One of the advantages of inheritance is that it supports incremental development. You can introduce new code without causing bugs in existing code; in fact, you isolate new bugs inside the new code. By inheriting from an existing, functional class and adding fields and methods (and redefining existing methods), you leave the existing code—that someone else might still be using—untouched and unbugged. If a bug happens, you know that it’s in your new code, which is much shorter and easier to read than if you had modified the body of existing code.
It’s rather amazing how cleanly the classes are separated. You don’t even need the source code for the methods in order to reuse the code. At most, you just import a package. (This is true for both inheritance and composition.)
It’s important to realize that program development is an incremental process, just like human learning. You can do as much analysis as you want, but you still won’t know all the answers when you set out on a project. You’ll have much more success—and more immediate feedback—if you start out to “grow” your project as an organic, evolutionary creature, rather than constructing it all at once like a glass-box skyscraper.

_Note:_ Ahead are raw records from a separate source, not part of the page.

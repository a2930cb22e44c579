//! The CPU module: wires the M6809 core to the event bus.
//!
//! The core itself (`m6809`) is a pure state machine; this adapter owns
//! the module declaration, feeds bus events into it, and flushes its
//! outbox through the permission-checked channel after every borrow is
//! released.

pub mod m6809;
pub mod registers;

use std::cell::RefCell;
use std::rc::Rc;

use serde::Deserialize;

use crate::core::config::{de_u16, de_u16_vec};
use crate::core::error::SimError;
use crate::core::event::Payload;
use crate::core::module::{BuiltModule, ModuleDeclaration, ModuleSpec};
use crate::core::simulator::Channel;
use m6809::{CpuCore, State};
use registers::Registers;

/// Subcycle of the CPU's start phase.
pub const START_SUBCYCLE: u32 = 0;
/// Subcycle of the CPU's end phase, after device responses at 99.
pub const END_SUBCYCLE: u32 = 100;

fn default_reset_vector() -> u16 {
    0xFFFE
}
fn default_nmi_vector() -> u16 {
    0xFFFC
}
fn default_swi_vector() -> u16 {
    0xFFFA
}
fn default_irq_vector() -> u16 {
    0xFFF8
}
fn default_firq_vector() -> u16 {
    0xFFF6
}
fn default_swi2_vector() -> u16 {
    0xFFF4
}
fn default_swi3_vector() -> u16 {
    0xFFF2
}

/// CPU configuration: interrupt/reset vectors plus the addresses of
/// host-implemented functions (the `customfn` exit points).
#[derive(Clone, Debug, Deserialize)]
#[serde(rename_all = "camelCase", default)]
pub struct CpuConfig {
    #[serde(deserialize_with = "de_u16")]
    pub reset_vector: u16,
    #[serde(deserialize_with = "de_u16")]
    pub nmi_vector: u16,
    #[serde(deserialize_with = "de_u16")]
    pub irq_vector: u16,
    #[serde(deserialize_with = "de_u16")]
    pub firq_vector: u16,
    #[serde(deserialize_with = "de_u16")]
    pub swi_vector: u16,
    #[serde(deserialize_with = "de_u16")]
    pub swi2_vector: u16,
    #[serde(deserialize_with = "de_u16")]
    pub swi3_vector: u16,
    #[serde(deserialize_with = "de_u16_vec")]
    pub functions: Vec<u16>,
}

impl Default for CpuConfig {
    fn default() -> Self {
        Self {
            reset_vector: default_reset_vector(),
            nmi_vector: default_nmi_vector(),
            irq_vector: default_irq_vector(),
            firq_vector: default_firq_vector(),
            swi_vector: default_swi_vector(),
            swi2_vector: default_swi2_vector(),
            swi3_vector: default_swi3_vector(),
            functions: Vec::new(),
        }
    }
}

pub struct Cpu {
    core: CpuCore,
}

impl Cpu {
    pub fn spec(id: impl Into<String>, config: CpuConfig) -> ModuleSpec {
        ModuleSpec::new(id, move |_id, channel| {
            let cpu = Rc::new(RefCell::new(Cpu {
                core: CpuCore::new(config),
            }));
            let declaration = Self::declaration(&cpu, &channel);
            Ok(BuiltModule {
                declaration,
                instance: cpu,
            })
        })
    }

    pub fn registers(&self) -> Registers {
        self.core.registers()
    }

    pub fn state(&self) -> State {
        self.core.state()
    }

    fn declaration(cpu: &Rc<RefCell<Cpu>>, channel: &Channel) -> ModuleDeclaration {
        let mut declaration = ModuleDeclaration::new();
        declaration.provided = [
            "cpu:registers_update",
            "cpu:register_update",
            "cpu:instruction_begin",
            "cpu:instruction_finish",
            "cpu:reset_finish",
            "cpu:function",
            "memory:read",
            "memory:write",
        ]
        .map(str::to_string)
        .to_vec();

        let feed = |f: fn(&mut CpuCore, &Payload)| {
            let cpu = Rc::clone(cpu);
            Rc::new(move |payload: &Payload, _ctx: &crate::core::event::EventContext| {
                f(&mut cpu.borrow_mut().core, payload);
                Ok(())
            }) as crate::core::module::EventListener
        };

        declaration.required = vec![
            (
                "signal:reset".to_string(),
                feed(|core, _| core.signal_reset()),
            ),
            (
                "memory:read:result".to_string(),
                feed(|core, payload| {
                    if let Payload::Byte { address, data } = payload {
                        core.on_read_result(*address, *data);
                    }
                }),
            ),
            (
                "memory:write:result".to_string(),
                feed(|core, payload| {
                    if let Payload::Byte { address, .. } = payload {
                        core.on_write_result(*address);
                    }
                }),
            ),
        ];
        // Interrupt lines and the debugger bridge may have no driver in a
        // given system.
        declaration.optional = vec![
            ("signal:nmi".to_string(), feed(|core, _| core.signal_nmi())),
            (
                "signal:firq".to_string(),
                feed(|core, _| core.signal_firq()),
            ),
            ("signal:irq".to_string(), feed(|core, _| core.signal_irq())),
            (
                "dbg:register_update".to_string(),
                feed(|core, payload| {
                    if let Payload::Register { name, value } = payload {
                        core.dbg_update(*name, *value);
                    }
                }),
            ),
        ];

        let phase = |end: bool| {
            let cpu = Rc::clone(cpu);
            let channel = channel.clone();
            Rc::new(move |_cycle: u64, _subcycle: u32| -> Result<(), SimError> {
                let outbox = {
                    let mut cpu = cpu.borrow_mut();
                    if end {
                        cpu.core.phase_end()?;
                    } else {
                        cpu.core.phase_start()?;
                    }
                    cpu.core.take_outbox()
                };
                for (name, payload) in outbox {
                    channel.emit(&name, payload)?;
                }
                Ok(())
            }) as crate::core::module::CycleCallback
        };

        declaration.cycles = vec![(phase(false), START_SUBCYCLE), (phase(true), END_SUBCYCLE)];
        declaration
    }
}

Although inheritance for experimentation can be a useful technique, at some point after things stabilize you need to take a new look at your class hierarchy with an eye to collapsing it into a sensible structure. Remember that underneath it all, inheritance is meant to express a relationship that says: “This new class is a type of that old class.” Your program should not be concerned with pushing bits around, but instead with creating and manipulating objects of various types to express a model in the terms that come from the problem space.